After the Promptor Exercise was administered, all wrote for 30 minutes. We then had a gas reading the scenes:  some love miscommunications, a few ponderings, a ride to the countryside, many secrets, all very lively readings.  At 5pm we finished, applauding the generosity of the afternoon. I'm encouraging all the participants to post their scenes on the SWAN website. 
Here is Emma, one of my writing students from last semester, who is not only a playwright, but also an actor and director.
So thrilled with SWAN Dan I am...
Lucy's flowers...
My new student Abigail from Guangzhou, and the ever helpful Ivana...
And Ike, sporting swanware.  Ike is cool and embodies what Gail Rubin wrote--that for a truly feminist revolution to take place, the men need to be liberated as well.
We were all headed for a meal at Heji Xiaocai, one of Lucy's favorite restuarants in Xujiahui, but she had to get going.  Here, while I'm calling a taxi to accompany her home, all are still ignited by Lucy's presence.
How better to finish off SWAN Day than with an awesome Chinese meal...
Jellyfish, tender beef and mushrooms, pea shoots, chicken and crispy peppers, seafood soup, sauteed baby bok choy, spicy tofu, bamboo tube rice, specialty steamed chicken, chili pepper fish (many of us like it hot!) and the Shanghai dessert called 'wine nanny.' And many ice cold Harbin beers.
The place was crowded, to the point where we ordered the 15 dishes first, so that soon after we sat, our food came.  Thing about China and food, it can handle masses of people pretty efficiently.  Thing about SWAN Day Shanghai, it was modest in number but felt inspiringly massive.  

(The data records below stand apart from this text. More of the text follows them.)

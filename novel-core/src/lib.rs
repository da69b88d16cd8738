//! Narrative memory and consistency engine for serialized fiction.
//!
//! This crate provides:
//! - Relevance-ranked story memory (characters, world settings)
//! - Foreshadowing scheduling across the buildup window
//! - Context assembly and prompt composition for chapter generation
//! - Streaming generation with cancellation and exactly-once persistence
//! - Reviewer annotations that survive edits to the chapter text
//! - An append-only version ledger for chapters, plans and technique notes
//!
//! # Quick Start
//!
//! ```ignore
//! use novel_core::{ChapterRequest, EngineConfig, NovelEngine};
//! use std::sync::Arc;
//!
//! #[tokio::main]
//! async fn main() -> Result<(), Box<dyn std::error::Error>> {
//!     let claude = Arc::new(claude::Claude::from_env()?);
//!     let engine = NovelEngine::open("novel.db", claude, EngineConfig::from_env())?;
//!
//!     let novel = engine.store().create_novel("The Salt Road", "fantasy", "")?;
//!     let outcome = engine
//!         .controller()
//!         .generate(ChapterRequest::direct(novel.id, "Lin reaches the salt gate"))
//!         .await?;
//!     println!("{}", outcome.chapter.content);
//!     Ok(())
//! }
//! ```

pub mod annotation;
pub mod config;
pub mod engine;
pub mod error;
pub mod generation;
pub mod memory;
pub mod model;
pub mod prompt;
pub mod provider;
pub mod reconcile;
pub mod retrieval;
pub mod store;
pub mod testing;
pub mod text;
pub mod versioning;

// Primary public API
pub use annotation::{AnnotationService, Applied, Proposal};
pub use config::{AnnotationBounds, ContextBudget, EngineConfig, GenerationConfig, RetrievalConfig};
pub use engine::{HealthReport, NovelEngine};
pub use error::{NovelError, Result};
pub use generation::{
    ChapterRequest, GenerationEvent, GenerationOutcome, SideEffectReport, StepOutcome,
    StreamOutcome, StreamingGenerationController,
};
pub use memory::{AssembledContext, ContextAssembler, ForeshadowingScheduler, RelevanceRanker};
pub use model::*;
pub use prompt::PromptComposer;
pub use provider::{GenerationRequest, Generator, ProviderError, RetrievalIndex};
pub use reconcile::{AnnotationReconciler, Span};
pub use retrieval::HttpRetrievalIndex;
pub use store::Store;
pub use testing::{MemoryIndex, ScriptedGenerator, TestNovel};
pub use versioning::{RestoredEntity, VersionLedger};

I didn't see any purposeful lights out on our way home, though the way to the suburbs is pretty dark since street lights are not necessarily provided.  The whole bus ride home, Sarah, holding the flowers, was conducting a 'sa-jiao off' roughly translated as a 'sweet-talk off'--whoever sweet talks me the best-- because everyone wanted to take Lucy's flowers home.  On the left there is Alina, who was reluctant but did finally almost pull my arm off with her particular kind of sa-jiao.  The whole back of the bus was entertained by this impromptu competition, all the gals showing me their best charm.  Even Ike, was deemed a sa-jiao contestant in light of this day of equality, though he only had to use his smiling eyes.  I laughed with glee all the way home.

I look forward to SWAN Day 2010...wherever I may be in this great world.